As with workplace sexual harassment, for decades a code of silence has applied to a technology that must not be criticised because that would undermine women's liberation – especially their very useful presence in the workforce.

But, even without being fully informed of the risks, women who have reached their late twenties amid movements for environmental protection and natural products can see the contradiction in medicating themselves with synthetic hormones when they are not even sick, to prevent a possible conception.

Considering how hard it is for a girl to find even a decent date, isn't the contraceptive gig as much of a male power trip as what's been going on in Hollywood and the corporate world? Isn't it all about having women at your beck and call? At the risk not only of their dignity but in some cases of their very lives?

The birth control scientists hoped they were doing better with a new generation of hormonal concoctions, but the risk shown by the Danish study is similar in magnitude to the heightened risks associated with birth control pills used in the 1980s and earlier. Huge disappointment all round.

And this is not just another study. It is a prospective study that followed 1.8 million Danish women for more than a decade – that is, every woman of childbearing age on the national prescription and cancer registries (one of the benefits of socialised medicine is that you can get lots of lovely data). The New York Times reports:

"The new paper estimated that for every 100,000 women, hormone contraceptive use causes an additional 13 breast cancer cases a year.

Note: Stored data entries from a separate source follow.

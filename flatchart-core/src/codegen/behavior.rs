//! Guard-evaluation and action-execution dispatch blocks.
//!
//! Both are switches over the slot enums. The expander runs here, at
//! emit time; each behavior owns exactly one guard slot and one action
//! slot, so every fragment is expanded at most once.

use crate::expand::Expander;
use crate::writer::CodeWriter;

use super::EmitCtx;

pub(crate) fn emit(w: &mut CodeWriter, ctx: &EmitCtx<'_>, expander: &dyn Expander) {
    emit_guard_evaluator(w, ctx, expander);
    emit_action_executor(w, ctx, expander);
}

fn emit_guard_evaluator(w: &mut CodeWriter, ctx: &EmitCtx<'_>, expander: &dyn Expander) {
    let names = ctx.names;
    w.start_block(&format!(
        "static int {}({} *self, {} idx)",
        names.helper("EvaluateGuard"),
        names.type_name,
        names.guard_enum()
    ));
    w.line("(void)self;");
    w.start_block("switch (idx)");
    w.line(&format!("case {}:", names.guard_none()));
    w.indent();
    w.line("return 1;");
    w.dedent();
    for (i, &behavior_id) in ctx.set.guards.iter().enumerate() {
        let behavior = ctx.hsm.behavior(behavior_id);
        let expanded = expander.expand_guard(behavior);
        w.line(&format!("case {}:", names.guard_member(i as u16 + 1)));
        w.indent();
        w.line(&format!("return ({});", expanded.trim()));
        w.dedent();
    }
    w.line("default:");
    w.indent();
    w.line("return 1;");
    w.dedent();
    w.end_block();
    w.end_block();
    w.blank();
}

fn emit_action_executor(w: &mut CodeWriter, ctx: &EmitCtx<'_>, expander: &dyn Expander) {
    let names = ctx.names;
    w.start_block(&format!(
        "static void {}({} *self, {} idx)",
        names.helper("ExecuteAction"),
        names.type_name,
        names.action_enum()
    ));
    w.line("(void)self;");
    w.start_block("switch (idx)");
    w.line(&format!("case {}:", names.action_none()));
    w.indent();
    w.line("break;");
    w.dedent();
    for (i, &behavior_id) in ctx.set.actions.iter().enumerate() {
        let behavior = ctx.hsm.behavior(behavior_id);
        w.line(&format!("case {}:", names.action_member(i as u16 + 1)));
        w.indent();
        if behavior.has_action() {
            w.lines(expander.expand_action(behavior).trim_end());
        }
        w.line("break;");
        w.dedent();
    }
    w.line("default:");
    w.indent();
    w.line("break;");
    w.dedent();
    w.end_block();
    w.end_block();
    w.blank();
}
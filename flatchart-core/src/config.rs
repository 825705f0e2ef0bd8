//! Render configuration for a single emission run.

/// Code-generation algorithm selector.
///
/// Only the flat-table algorithm is implemented; the variant exists so
/// the configuration surface matches the tool's option grammar.
#[derive(Debug, Clone, Copy, PartialEq, Eq, Default)]
pub enum Algorithm {
    /// Single pre-expanded transition table plus a linear-search
    /// dispatcher.
    #[default]
    Table1,
}

/// Target-language sink for guard/action text.
#[derive(Debug, Clone, Copy, PartialEq, Eq, Default)]
pub enum Transpiler {
    /// Freestanding C99: one translation unit, no includes, no
    /// dynamic allocation.
    #[default]
    C99,
}

/// Options controlling one emission run.
///
/// There are no environment variables and no on-disk state; everything
/// the generator honors is in this value.
#[derive(Debug, Clone)]
pub struct RenderConfig {
    pub algorithm: Algorithm,
    pub transpiler: Transpiler,
    /// Extra variable declarations spliced into the `Vars` sub-struct,
    /// one declaration per line, in addition to whatever the machine
    /// itself declares.
    pub variable_declarations: Vec<String>,
    /// Emit the `StateIdToString`/`EventIdToString` helpers.
    pub string_helpers: bool,
}

impl RenderConfig {
    #[must_use]
    pub fn new() -> Self {
        RenderConfig {
            algorithm: Algorithm::Table1,
            transpiler: Transpiler::C99,
            variable_declarations: Vec::new(),
            string_helpers: true,
        }
    }
}

impl Default for RenderConfig {
    fn default() -> Self {
        RenderConfig::new()
    }
}
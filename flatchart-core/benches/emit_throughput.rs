//! Emission throughput over synthetic machines: a deep linear chain
//! (stresses the ancestor walks) and a wide flat machine (stresses the
//! table and switch emission).

use criterion::{criterion_group, criterion_main, Criterion};

use flatchart_core::{Hsm, HsmBuilder, RenderConfig, TableCodeGenerator};

fn deep_machine(depth: usize) -> Hsm {
    let mut b = HsmBuilder::new("deep");
    b.event("STEP");
    b.event("RESET");
    let top = b.state(Hsm::ROOT, "L0");
    b.initial(Hsm::ROOT, top, None);
    let mut chain = vec![top];
    for i in 1..depth {
        let next = b.state(chain[i - 1], &format!("L{i}"));
        chain.push(next);
    }
    for i in 0..depth - 1 {
        b.transition(chain[i], &["STEP"], None, Some("n = n + 1;"), chain[i + 1]);
    }
    b.transition(chain[0], &["RESET"], None, None, chain[depth - 1]);
    b.finish().expect("deep machine builds")
}

fn wide_machine(states: usize) -> Hsm {
    let mut b = HsmBuilder::new("wide");
    b.event("NEXT");
    b.event("HOME");
    let mut ids = Vec::with_capacity(states);
    for i in 0..states {
        ids.push(b.state(Hsm::ROOT, &format!("W{i}")));
    }
    b.initial(Hsm::ROOT, ids[0], None);
    for i in 0..states {
        b.transition(
            ids[i],
            &["NEXT"],
            Some("n < 100"),
            Some("n = n + 1;"),
            ids[(i + 1) % states],
        );
        b.transition(ids[i], &["HOME"], None, None, ids[0]);
    }
    b.finish().expect("wide machine builds")
}

fn bench_emit(c: &mut Criterion) {
    let deep = deep_machine(24);
    let wide = wide_machine(64);

    c.bench_function("emit_deep_chain_24", |bench| {
        bench.iter(|| {
            let mut generator = TableCodeGenerator::with_defaults(RenderConfig::new());
            generator
                .bind(&deep)
                .generate()
                .expect("generation succeeds")
        });
    });

    c.bench_function("emit_wide_flat_64", |bench| {
        bench.iter(|| {
            let mut generator = TableCodeGenerator::with_defaults(RenderConfig::new());
            generator
                .bind(&wide)
                .generate()
                .expect("generation succeeds")
        });
    });
}

criterion_group!(benches, bench_emit);
criterion_main!(benches);
//! Name-mangling capability.
//!
//! The emitter never invents target-language identifiers on its own;
//! every user-visible name goes through a [`NameMangler`], and the
//! routine/field names that are not user-visible come from the trait's
//! provided fixed-name methods. [`C99Mangler`] is the default mangler
//! for the C99 sink.

use crate::error::MangleError;
use crate::hsm::HistoryKind;

/// Converts diagram names into target-language identifiers.
///
/// Mangling must be deterministic and injective over the event space;
/// the generator verifies injectivity where masking depends on it and
/// reports a [`MangleError::Collision`] otherwise.
pub trait NameMangler {
    /// The generated state-machine type name.
    fn type_name(&self, machine: &str) -> Result<String, MangleError>;

    /// A member of the generated state enum.
    fn state_enum_value(&self, machine: &str, state: &str) -> Result<String, MangleError>;

    /// A member of the generated event enum.
    fn event_enum_value(&self, machine: &str, trigger: &str) -> Result<String, MangleError>;

    /// A variable name inside the `Vars` sub-struct. Consumed by
    /// expanders that rewrite `$name` references into field accessors
    /// (see [`FieldAccessExpander`]); declaration text itself is
    /// spliced verbatim.
    ///
    /// [`FieldAccessExpander`]: crate::expand::FieldAccessExpander
    fn var_name(&self, name: &str) -> Result<String, MangleError>;

    /// Type name of the per-history enum for `parent`'s region.
    fn history_enum_name(&self, machine: &str, parent: &str) -> Result<String, MangleError>;

    /// A member of the per-history enum: one direct child of `parent`.
    fn history_member(
        &self,
        machine: &str,
        parent: &str,
        child: &str,
    ) -> Result<String, MangleError>;

    /// The history slot field on the instance struct. Shallow and deep
    /// slots get distinct names so one region can carry both.
    fn history_field(&self, parent: &str, kind: HistoryKind) -> Result<String, MangleError>;

    // Fixed names. These are not user-visible, so they carry no
    // failure mode.

    fn init_routine(&self, type_name: &str) -> String {
        format!("{type_name}_Init")
    }

    fn start_routine(&self, type_name: &str) -> String {
        format!("{type_name}_Start")
    }

    fn dispatch_routine(&self, type_name: &str) -> String {
        format!("{type_name}_DispatchEvent")
    }

    fn state_field(&self) -> &'static str {
        "stateId"
    }
}

/// Strip a name down to C identifier characters.
///
/// Non-alphanumeric characters become underscores; a leading digit gets
/// an underscore prefix. Empty (or all-whitespace) input is an error
/// rather than a made-up identifier.
pub fn sanitize(raw: &str, what: &'static str) -> Result<String, MangleError> {
    let trimmed = raw.trim();
    if trimmed.is_empty() {
        return Err(MangleError::Empty { what });
    }
    let mut out = String::with_capacity(trimmed.len() + 1);
    for c in trimmed.chars() {
        if c.is_ascii_alphanumeric() {
            out.push(c);
        } else {
            out.push('_');
        }
    }
    if out.starts_with(|c: char| c.is_ascii_digit()) {
        out.insert(0, '_');
    }
    Ok(out)
}

/// `parent_child` → `ParentChild`.
pub fn to_pascal_case(s: &str) -> String {
    let mut pascal = String::with_capacity(s.len());
    let mut capitalize_next = true;
    for c in s.chars() {
        if c == '_' {
            capitalize_next = true;
        } else if capitalize_next {
            pascal.push(c.to_ascii_uppercase());
            capitalize_next = false;
        } else {
            pascal.push(c);
        }
    }
    pascal
}

/// `PlayingVideo` → `PLAYING_VIDEO`; `A1` → `A1`.
pub fn to_upper_snake(s: &str) -> String {
    let mut out = String::with_capacity(s.len() + 4);
    let mut prev_lower = false;
    for c in s.chars() {
        if c.is_ascii_uppercase() && prev_lower {
            out.push('_');
        }
        prev_lower = c.is_ascii_lowercase() || c.is_ascii_digit();
        out.push(c.to_ascii_uppercase());
    }
    out
}

/// `PlayingVideo` → `playing_video`.
pub fn to_snake(s: &str) -> String {
    to_upper_snake(s).to_ascii_lowercase()
}

/// Default mangler for the C99 sink.
///
/// Enum members are `MACHINE_KIND_NAME` upper-snake; type names are
/// PascalCase of the machine name.
#[derive(Debug, Clone, Copy, Default)]
pub struct C99Mangler;

impl C99Mangler {
    fn prefix(&self, machine: &str) -> Result<String, MangleError> {
        Ok(to_upper_snake(&sanitize(machine, "machine")?))
    }
}

impl NameMangler for C99Mangler {
    fn type_name(&self, machine: &str) -> Result<String, MangleError> {
        Ok(to_pascal_case(&sanitize(machine, "machine")?))
    }

    fn state_enum_value(&self, machine: &str, state: &str) -> Result<String, MangleError> {
        Ok(format!(
            "{}_STATE_{}",
            self.prefix(machine)?,
            to_upper_snake(&sanitize(state, "state")?)
        ))
    }

    fn event_enum_value(&self, machine: &str, trigger: &str) -> Result<String, MangleError> {
        Ok(format!(
            "{}_EVENT_{}",
            self.prefix(machine)?,
            to_upper_snake(&sanitize(trigger, "event")?)
        ))
    }

    fn var_name(&self, name: &str) -> Result<String, MangleError> {
        sanitize(name, "variable")
    }

    fn history_enum_name(&self, machine: &str, parent: &str) -> Result<String, MangleError> {
        Ok(format!(
            "{}{}History",
            self.type_name(machine)?,
            to_pascal_case(&sanitize(parent, "state")?)
        ))
    }

    fn history_member(
        &self,
        machine: &str,
        parent: &str,
        child: &str,
    ) -> Result<String, MangleError> {
        Ok(format!(
            "{}_HISTORY_{}_{}",
            self.prefix(machine)?,
            to_upper_snake(&sanitize(parent, "state")?),
            to_upper_snake(&sanitize(child, "state")?)
        ))
    }

    fn history_field(&self, parent: &str, kind: HistoryKind) -> Result<String, MangleError> {
        let pascal = to_pascal_case(&sanitize(parent, "state")?);
        let mut field = String::with_capacity(pascal.len() + 11);
        let mut chars = pascal.chars();
        if let Some(first) = chars.next() {
            field.push(first.to_ascii_lowercase());
        }
        field.extend(chars);
        field.push_str(match kind {
            HistoryKind::Shallow => "History",
            HistoryKind::Deep => "DeepHistory",
        });
        Ok(field)
    }
}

That is, for every 100,000 women using hormonal birth control, there are 68 cases of breast cancer annually, compared with 55 cases a year among nonusers."

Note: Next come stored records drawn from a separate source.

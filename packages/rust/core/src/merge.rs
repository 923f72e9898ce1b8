//! Merge & persist: put outcomes back into batch order and rewrite the file.

use std::collections::HashMap;
use std::fs::File;
use std::io::{BufWriter, Write};
use std::path::Path;

use tracing::{debug, instrument, warn};

use docenrich_shared::{DocEnrichError, DocumentRecord, Result};

use crate::pool::{Outcome, OutcomeStatus};
use crate::source::{Batch, BatchEntry};

/// One position of the rebuilt batch.
#[derive(Debug)]
pub enum MergedRecord<'a> {
    /// Successfully enriched this run.
    Enriched(DocumentRecord),
    /// Passthrough or failed: the record as it was read.
    Original(&'a BatchEntry),
}

impl MergedRecord<'_> {
    pub fn record(&self) -> &DocumentRecord {
        match self {
            Self::Enriched(record) => record,
            Self::Original(entry) => &entry.record,
        }
    }

    /// Output line for this position.
    ///
    /// Enriched records drop their raw text and keep `text_length`. Records
    /// still waiting for enrichment keep the exact input line, raw text
    /// included, so they stay eligible on the next run.
    pub fn render(&self) -> serde_json::Result<String> {
        match self {
            Self::Enriched(record) => serde_json::to_string(&record.stripped()),
            Self::Original(entry) if entry.record.is_enriched() && entry.record.full_text.is_some() => {
                serde_json::to_string(&entry.record.stripped())
            }
            Self::Original(entry) => Ok(entry.line.clone()),
        }
    }
}

/// Rebuild the batch in input order, substituting successful outcomes.
///
/// Outcomes are matched by batch position, so repeated ids cannot swap
/// results. Failed outcomes leave the original record in place.
pub fn merge(batch: &Batch, outcomes: Vec<Outcome>) -> Vec<MergedRecord<'_>> {
    let mut enriched: HashMap<usize, DocumentRecord> = HashMap::new();

    for outcome in outcomes {
        let OutcomeStatus::Success(record) = outcome.status else {
            continue;
        };
        match batch.entries().get(outcome.position) {
            Some(entry) if entry.record.id == record.id => {
                enriched.insert(outcome.position, record);
            }
            _ => warn!(
                record_id = %record.id,
                position = outcome.position,
                "outcome does not match batch position, keeping original"
            ),
        }
    }

    batch
        .entries()
        .iter()
        .enumerate()
        .map(|(position, entry)| match enriched.remove(&position) {
            Some(record) => MergedRecord::Enriched(record),
            None => MergedRecord::Original(entry),
        })
        .collect()
}

/// Write the merged batch to `path` all-or-nothing.
///
/// Lines go to `.<name>.tmp` beside the target, which is synced and renamed
/// over it, and the directory is synced so the rename survives a crash. On a
/// failure before the rename the temp file is removed and the previous file
/// is left as it was.
#[instrument(skip_all, fields(path = %path.display(), records = merged.len()))]
pub fn write_batch_atomic(path: &Path, merged: &[MergedRecord<'_>]) -> Result<()> {
    let file_name = path
        .file_name()
        .ok_or_else(|| DocEnrichError::validation(format!("output path has no file name: {}", path.display())))?;
    let dir = match path.parent() {
        Some(parent) if !parent.as_os_str().is_empty() => parent,
        _ => Path::new("."),
    };
    let temp = dir.join(format!(".{}.tmp", file_name.to_string_lossy()));

    if let Err(e) = write_lines(&temp, merged) {
        let _ = std::fs::remove_file(&temp);
        return Err(DocEnrichError::persist(&temp, e));
    }

    if let Err(e) = std::fs::rename(&temp, path) {
        let _ = std::fs::remove_file(&temp);
        return Err(DocEnrichError::persist(path, e));
    }

    sync_dir(dir).map_err(|e| DocEnrichError::persist(dir, e))?;

    debug!("wrote batch");
    Ok(())
}

#[cfg(unix)]
fn sync_dir(dir: &Path) -> std::io::Result<()> {
    File::open(dir)?.sync_all()
}

// Directory handles cannot be synced on this platform.
#[cfg(not(unix))]
fn sync_dir(_dir: &Path) -> std::io::Result<()> {
    Ok(())
}

fn write_lines(temp: &Path, merged: &[MergedRecord<'_>]) -> std::io::Result<()> {
    let mut writer = BufWriter::new(File::create(temp)?);
    for item in merged {
        let line = item.render()?;
        writer.write_all(line.as_bytes())?;
        writer.write_all(b"\n")?;
    }
    let file = writer.into_inner().map_err(|e| e.into_error())?;
    file.sync_all()
}

#[cfg(test)]
mod tests {
    use super::*;
    use chrono::{TimeZone, Utc};
    use docenrich_shared::EnrichmentResult;
    use std::path::PathBuf;

    fn temp_dir() -> PathBuf {
        let dir = std::env::temp_dir().join(format!("docenrich-merge-test-{}", uuid::Uuid::now_v7()));
        std::fs::create_dir_all(&dir).unwrap();
        dir
    }

    fn enriched(record: &DocumentRecord) -> DocumentRecord {
        let mut record = record.clone();
        let result = EnrichmentResult {
            summary_plain_es: "Resumen".into(),
            keywords: vec!["k".into()],
            affects_to: vec!["empresas".into()],
            transparency_notes: "Nota".into(),
        };
        record.apply_enrichment(&result, Utc.with_ymd_and_hms(2026, 1, 2, 3, 4, 5).unwrap());
        record
    }

    fn sample_batch() -> Batch {
        let content = concat!(
            "{\"id\":\"a\",\"title_original\":\"A\",\"full_text\":\"texto a\",\"text_length\":7}\n",
            "{\"id\":\"b\", \"title_original\":\"B\", \"full_text\":\"\"}\n",
            "{\"id\":\"c\",\"title_original\":\"C\",\"full_text\":\"texto c\",\"text_length\":7}\n",
        );
        crate::source::parse_batch(Path::new("in.jsonl"), content).unwrap()
    }

    #[test]
    fn merge_keeps_order_and_failed_records() {
        let batch = sample_batch();
        let a = enriched(&batch.entries()[0].record);
        let outcomes = vec![
            Outcome {
                position: 2,
                record_id: "c".into(),
                status: OutcomeStatus::Failure(DocEnrichError::MalformedResponse("x".into())),
            },
            Outcome {
                position: 0,
                record_id: "a".into(),
                status: OutcomeStatus::Success(a),
            },
        ];

        let merged = merge(&batch, outcomes);
        let ids: Vec<_> = merged.iter().map(|m| m.record().id.as_str()).collect();
        assert_eq!(ids, vec!["a", "b", "c"]);

        assert!(matches!(merged[0], MergedRecord::Enriched(_)));
        assert!(matches!(merged[1], MergedRecord::Original(_)));
        assert!(matches!(merged[2], MergedRecord::Original(_)));

        // failed and passthrough records keep their exact input line
        assert_eq!(merged[1].render().unwrap(), batch.entries()[1].line);
        assert_eq!(merged[2].render().unwrap(), batch.entries()[2].line);
    }

    #[test]
    fn enriched_output_strips_text_but_keeps_length() {
        let batch = sample_batch();
        let a = enriched(&batch.entries()[0].record);
        let merged = merge(
            &batch,
            vec![Outcome {
                position: 0,
                record_id: "a".into(),
                status: OutcomeStatus::Success(a),
            }],
        );

        let line = merged[0].render().unwrap();
        let value: serde_json::Value = serde_json::from_str(&line).unwrap();
        assert!(value.get("full_text").is_none());
        assert_eq!(value["text_length"], 7);
        assert_eq!(value["summary_plain_es"], "Resumen");
        assert_eq!(value["updated_at"], "2026-01-02T03:04:05Z");
    }

    #[test]
    fn mismatched_outcome_is_ignored() {
        let batch = sample_batch();
        let stray = enriched(&DocumentRecord::new("zzz", "Z"));
        let merged = merge(
            &batch,
            vec![Outcome {
                position: 1,
                record_id: "zzz".into(),
                status: OutcomeStatus::Success(stray),
            }],
        );
        assert!(merged.iter().all(|m| matches!(m, MergedRecord::Original(_))));
    }

    #[test]
    fn atomic_write_replaces_file() {
        let dir = temp_dir();
        let path = dir.join("batch.jsonl");
        std::fs::write(&path, "old contents\n").unwrap();

        let batch = sample_batch();
        let merged = merge(&batch, Vec::new());
        write_batch_atomic(&path, &merged).unwrap();

        let written = std::fs::read_to_string(&path).unwrap();
        let expected: String = batch.entries().iter().map(|e| format!("{}\n", e.line)).collect();
        assert_eq!(written, expected);
        assert!(!dir.join(".batch.jsonl.tmp").exists());

        let _ = std::fs::remove_dir_all(&dir);
    }

    #[test]
    fn directory_is_synced_after_rename() {
        let dir = temp_dir();
        let path = dir.join("batch.jsonl");

        let batch = sample_batch();
        let merged = merge(&batch, Vec::new());
        write_batch_atomic(&path, &merged).unwrap();
        sync_dir(&dir).unwrap();

        let entries: Vec<_> = std::fs::read_dir(&dir)
            .unwrap()
            .map(|e| e.unwrap().file_name().to_string_lossy().into_owned())
            .collect();
        assert_eq!(entries, vec!["batch.jsonl".to_string()]);

        let _ = std::fs::remove_dir_all(&dir);
    }

    #[test]
    fn failed_write_leaves_previous_version() {
        let dir = temp_dir();
        // a directory in the target position makes the final rename fail
        let path = dir.join("batch.jsonl");
        std::fs::create_dir_all(path.join("occupied")).unwrap();

        let batch = sample_batch();
        let merged = merge(&batch, Vec::new());
        let err = write_batch_atomic(&path, &merged).unwrap_err();

        assert_eq!(err.class(), "persist");
        assert!(path.join("occupied").is_dir());
        assert!(!dir.join(".batch.jsonl.tmp").exists());

        let _ = std::fs::remove_dir_all(&dir);
    }

    #[test]
    fn missing_directory_is_persist_error() {
        let path = std::env::temp_dir()
            .join(format!("docenrich-missing-{}", uuid::Uuid::now_v7()))
            .join("out.jsonl");
        let batch = sample_batch();
        let err = write_batch_atomic(&path, &merge(&batch, Vec::new())).unwrap_err();
        assert_eq!(err.class(), "persist");
        assert!(!path.exists());
    }
}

An oncologist, Dr Marisa Weiss, comments:

"It's small but it's measurable, and if you add up all the millions of women taking the pill, it is a significant public health concern," Dr. Weiss added.

Nearly 10 million American women use oral contraceptives (1.5 million for reasons other than birth control) and increasing numbers use other hormonal methods. That would mean, using the Danish researchers' estimate, at least 6,800 cases of breast cancer a year in the US linked to contraceptive use.

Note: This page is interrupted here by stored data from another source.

//! Work selection: which records of a batch need enrichment this run.

use docenrich_shared::DocumentRecord;

use crate::source::Batch;

/// A record picked for enrichment, with its position in the batch.
#[derive(Debug, Clone)]
pub struct WorkItem {
    pub position: usize,
    pub record: DocumentRecord,
}

/// Partition of a batch into work and passthrough.
#[derive(Debug, Default)]
pub struct Selection {
    pub to_process: Vec<WorkItem>,
    /// Positions of records copied to the output unchanged.
    pub passthrough: Vec<usize>,
}

/// A record needs enrichment iff it has source text and was never enriched.
pub fn needs_enrichment(record: &DocumentRecord) -> bool {
    record.has_source_text() && !record.is_enriched()
}

/// Split `batch` into records to enrich and records to pass through.
pub fn select(batch: &Batch) -> Selection {
    let mut selection = Selection::default();
    for (position, entry) in batch.entries().iter().enumerate() {
        if needs_enrichment(&entry.record) {
            selection.to_process.push(WorkItem {
                position,
                record: entry.record.clone(),
            });
        } else {
            selection.passthrough.push(position);
        }
    }
    tracing::debug!(
        selected = selection.to_process.len(),
        passthrough = selection.passthrough.len(),
        "selected work"
    );
    selection
}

And the numbers are still coming in, because risk increases with age, as well as length of use (indicating a causal relationship), and educated women, who typically delay childbearing until marriage, yet tend to marry for the first time in their late twenties, could easily have 10 years of non-stop contraception.

Women who stayed on hormones for 10 or more years experienced a 38 percent increase in their relative risk of developing breast cancer, compared with nonusers. By contrast, there was no increased risk for breast cancer seen in women who used hormones for less than one year.

Even after five years an increased cancer risk persisted after women stopped using hormonal birth control, IUDs releasing progestin increased the risk to 21 percent.

So, what to do? Anything but abandon medical technology, according to the experts consulted by the Times. Especially if you are a young woman. Dr Lidegaard advised doctors to "take time to discuss the pros and cons of different types of contraception with their patients, and … be frank about the potential risks, suggesting women reassess hormone use as they age."

Dr Weiss suggests that older women might try methods like a diaphragm or non-hormonal IUD, or condoms. "It's not like you don't have a choice," she said.

The one choice no-one mentioned was fertility based awareness (natural family planning) and we know why. The male, technological approach that dominates the field of so-called family planning is based on a distrust of women and a desire to control their collective fertility for other ends, including making lots of money from selling them contraceptives.

It's quite like the Weinstein, Lauer, Franken – oh yes, and Trump – approach to women's sexuality, really. The fact that some women have bought into the power model does not make it any less masculine and controlling.

But young women are beginning to see through this game and ask why they should medicate their healthy bodies, feel bad and risk real harm just because their mothers obediently swallowed their pills. The latest findings about hormonal contraception can only encourage them.